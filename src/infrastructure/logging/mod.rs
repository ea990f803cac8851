mod audit;
mod logger;
mod secret_scrubbing;

pub use audit::{AuditEventType, AuditLog, AuditOutcome};
pub use logger::LoggerHandle;
pub use secret_scrubbing::SecretScrubber;
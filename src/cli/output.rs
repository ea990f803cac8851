//! Table formatting for CLI output (spec §6 "Ambient: CLI surface").

use comfy_table::{Attribute, Cell, ContentArrangement, Table};

use crate::domain::models::{Agent, Project, Proposal, Trigger};

fn base_table() -> Table {
    let mut table = Table::new();
    table.set_content_arrangement(ContentArrangement::Dynamic);
    table
}

fn header(table: &mut Table, columns: &[&str]) {
    table.set_header(columns.iter().map(|c| Cell::new(c).add_attribute(Attribute::Bold)));
}

#[must_use]
pub fn projects_table(projects: &[Project]) -> String {
    let mut table = base_table();
    header(&mut table, &["ID", "Slug", "Name", "Status"]);
    for project in projects {
        table.add_row(vec![
            short_id(&project.id.to_string()),
            project.slug.clone(),
            project.name.clone(),
            project.status.as_str().to_string(),
        ]);
    }
    table.to_string()
}

#[must_use]
pub fn agents_table(agents: &[Agent]) -> String {
    let mut table = base_table();
    header(&mut table, &["ID", "Name", "Role", "Status", "Capabilities"]);
    for agent in agents {
        table.add_row(vec![
            short_id(&agent.id.to_string()),
            agent.name.clone(),
            agent.role.clone(),
            agent.status.as_str().to_string(),
            agent.config.capabilities.join(","),
        ]);
    }
    table.to_string()
}

#[must_use]
pub fn proposals_table(proposals: &[Proposal]) -> String {
    let mut table = base_table();
    header(&mut table, &["ID", "Title", "Priority", "Status", "Auto"]);
    for proposal in proposals {
        table.add_row(vec![
            short_id(&proposal.id.to_string()),
            truncate(&proposal.title, 48),
            proposal.priority.as_str().to_string(),
            proposal.status.as_str().to_string(),
            proposal.auto_approve.to_string(),
        ]);
    }
    table.to_string()
}

#[must_use]
pub fn triggers_table(triggers: &[Trigger]) -> String {
    let mut table = base_table();
    header(&mut table, &["ID", "Name", "Enabled", "Last fired"]);
    for trigger in triggers {
        table.add_row(vec![
            short_id(&trigger.id.to_string()),
            trigger.name.clone(),
            trigger.enabled.to_string(),
            trigger.last_fired_at.map(|t| t.to_rfc3339()).unwrap_or_else(|| "-".to_string()),
        ]);
    }
    table.to_string()
}

fn short_id(id: &str) -> String {
    id.get(..8).unwrap_or(id).to_string()
}

fn truncate(s: &str, max: usize) -> String {
    if s.chars().count() <= max {
        s.to_string()
    } else {
        format!("{}...", s.chars().take(max.saturating_sub(3)).collect::<String>())
    }
}
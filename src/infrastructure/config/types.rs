//! The configuration schema (spec §6 "Configuration").

use std::collections::HashMap;

use serde::{Deserialize, Serialize};

#[derive(Debug, Clone, Serialize, Deserialize)]
#[serde(default)]
pub struct AppConfig {
    pub store_url: String,
    pub api_host: String,
    pub api_port: u16,
    pub board: BoardConfig,
    pub dispatcher: DispatcherConfig,
    pub agent_work_interval_seconds: u64,
    pub orchestrator_tick_interval_seconds: u64,
    pub step_timeout_seconds: u64,
    pub agents_dir: String,
    pub projects_dir: String,
    pub plugins_dir: String,
    pub logging: LoggingConfig,
}

impl Default for AppConfig {
    fn default() -> Self {
        Self {
            store_url: "sqlite:.agentloop/agentloop.db".to_string(),
            api_host: "127.0.0.1".to_string(),
            api_port: 8420,
            board: BoardConfig::default(),
            dispatcher: DispatcherConfig::default(),
            agent_work_interval_seconds: 15,
            orchestrator_tick_interval_seconds: 30,
            step_timeout_seconds: 300,
            agents_dir: ".agentloop/agents".to_string(),
            projects_dir: ".agentloop/projects".to_string(),
            plugins_dir: ".agentloop/plugins".to_string(),
            logging: LoggingConfig::default(),
        }
    }
}

#[derive(Debug, Clone, Serialize, Deserialize)]
#[serde(default)]
pub struct BoardConfig {
    pub base_url: Option<String>,
    /// Always sourced from config/environment; never hardcode a credential
    /// here.
    pub token: Option<String>,
    pub org_id: Option<String>,
    /// `{board_id: project_slug}` — which boards sync into which projects.
    pub map: HashMap<String, String>,
}

impl Default for BoardConfig {
    fn default() -> Self {
        Self { base_url: None, token: None, org_id: None, map: HashMap::new() }
    }
}

#[derive(Debug, Clone, Serialize, Deserialize)]
#[serde(default)]
pub struct DispatcherConfig {
    pub base_url: Option<String>,
    pub model: Option<String>,
    pub api_key: Option<String>,
    pub cli_name: Option<String>,
}

impl Default for DispatcherConfig {
    fn default() -> Self {
        Self { base_url: None, model: None, api_key: None, cli_name: None }
    }
}

#[derive(Debug, Clone, Serialize, Deserialize)]
#[serde(default)]
pub struct LoggingConfig {
    pub level: String,
    pub format: String,
    pub retention_days: u32,
}

impl Default for LoggingConfig {
    fn default() -> Self {
        Self { level: "info".to_string(), format: "pretty".to_string(), retention_days: 14 }
    }
}
//! Built-in plugins (spec §4.7): compiled `HookHandler` builders registered
//! through `PluginManager` at startup, not dynamically loaded modules.

use std::sync::Arc;

use async_trait::async_trait;

use crate::domain::errors::DomainResult;
use crate::domain::ports::hook::{HookContext, HookDecision, HookHandler, HookPoint};
use crate::infrastructure::logging::{AuditEventType, AuditLog, AuditOutcome};

use super::plugin_manager::{LoadedPlugin, PluginManifest};

/// Appends an audit record whenever a mission gets escalated to a human.
/// Never blocks the phase — auditing has no say over orchestration.
pub struct AuditHookHandler {
    audit: AuditLog,
}

impl AuditHookHandler {
    #[must_use]
    pub fn new(audit: AuditLog) -> Self {
        Self { audit }
    }
}

#[async_trait]
impl HookHandler for AuditHookHandler {
    fn name(&self) -> &str {
        "audit-log"
    }

    async fn handle(&self, point: HookPoint, ctx: &HookContext) -> DomainResult<HookDecision> {
        if point == HookPoint::OnStuckCheck {
            let resource_id = ctx.entity_id.map(|id| id.to_string());
            if let Err(e) = self.audit.record(
                AuditEventType::MissionEscalated,
                "escalate_stuck_mission",
                "orchestrator",
                resource_id.as_deref(),
                AuditOutcome::Success,
                None,
            ) {
                tracing::warn!(error = %e, "failed to write audit record for stuck mission");
            }
        }
        Ok(HookDecision::Proceed)
    }
}

/// The plugins registered by default at `agentloop serve` startup.
#[must_use]
pub fn builtin_plugins(audit: AuditLog) -> Vec<LoadedPlugin> {
    vec![LoadedPlugin::new(PluginManifest::new("audit-log", "1.0"))
        .with_hook(HookPoint::OnStuckCheck, Arc::new(AuditHookHandler::new(audit)))]
}

#[cfg(test)]
mod tests {
    use super::*;
    use crate::domain::ports::hook::HookBus;
    use crate::services::hook_bus::InMemoryHookBus;
    use crate::services::plugin_manager::PluginManager;
    use tempfile::tempdir;

    #[tokio::test]
    async fn audit_plugin_registers_and_fires_on_stuck_check() {
        let dir = tempdir().expect("tempdir");
        let audit_path = dir.path().join("audit.jsonl");
        let audit = AuditLog::open(&audit_path).expect("open audit log");

        let manager = PluginManager::new(builtin_plugins(audit));
        let mut bus = InMemoryHookBus::new();
        manager.register_all(&mut bus);

        let decision = bus.fire(HookPoint::OnStuckCheck, &HookContext::new()).await.unwrap();
        assert_eq!(decision, HookDecision::Proceed);

        let contents = std::fs::read_to_string(&audit_path).expect("read audit log");
        assert!(contents.contains("mission_escalated"));
    }
}
//! AgentLoop — a multi-agent closed-loop orchestration engine: proposals
//! flow in from an external task board, get approved, materialize into
//! missions and steps, and get dispatched to agents until the mission
//! closes or escalates back to a human (spec §1).

pub mod adapters;
pub mod cli;
pub mod domain;
pub mod infrastructure;
pub mod services;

* **What you will do**:
In the entries above, find each line containing the string "output" and copy it.

* **Solution below**:
filename src/cli/output.rs
//! Table formatting for CLI output (spec §6 "Ambient: CLI surface").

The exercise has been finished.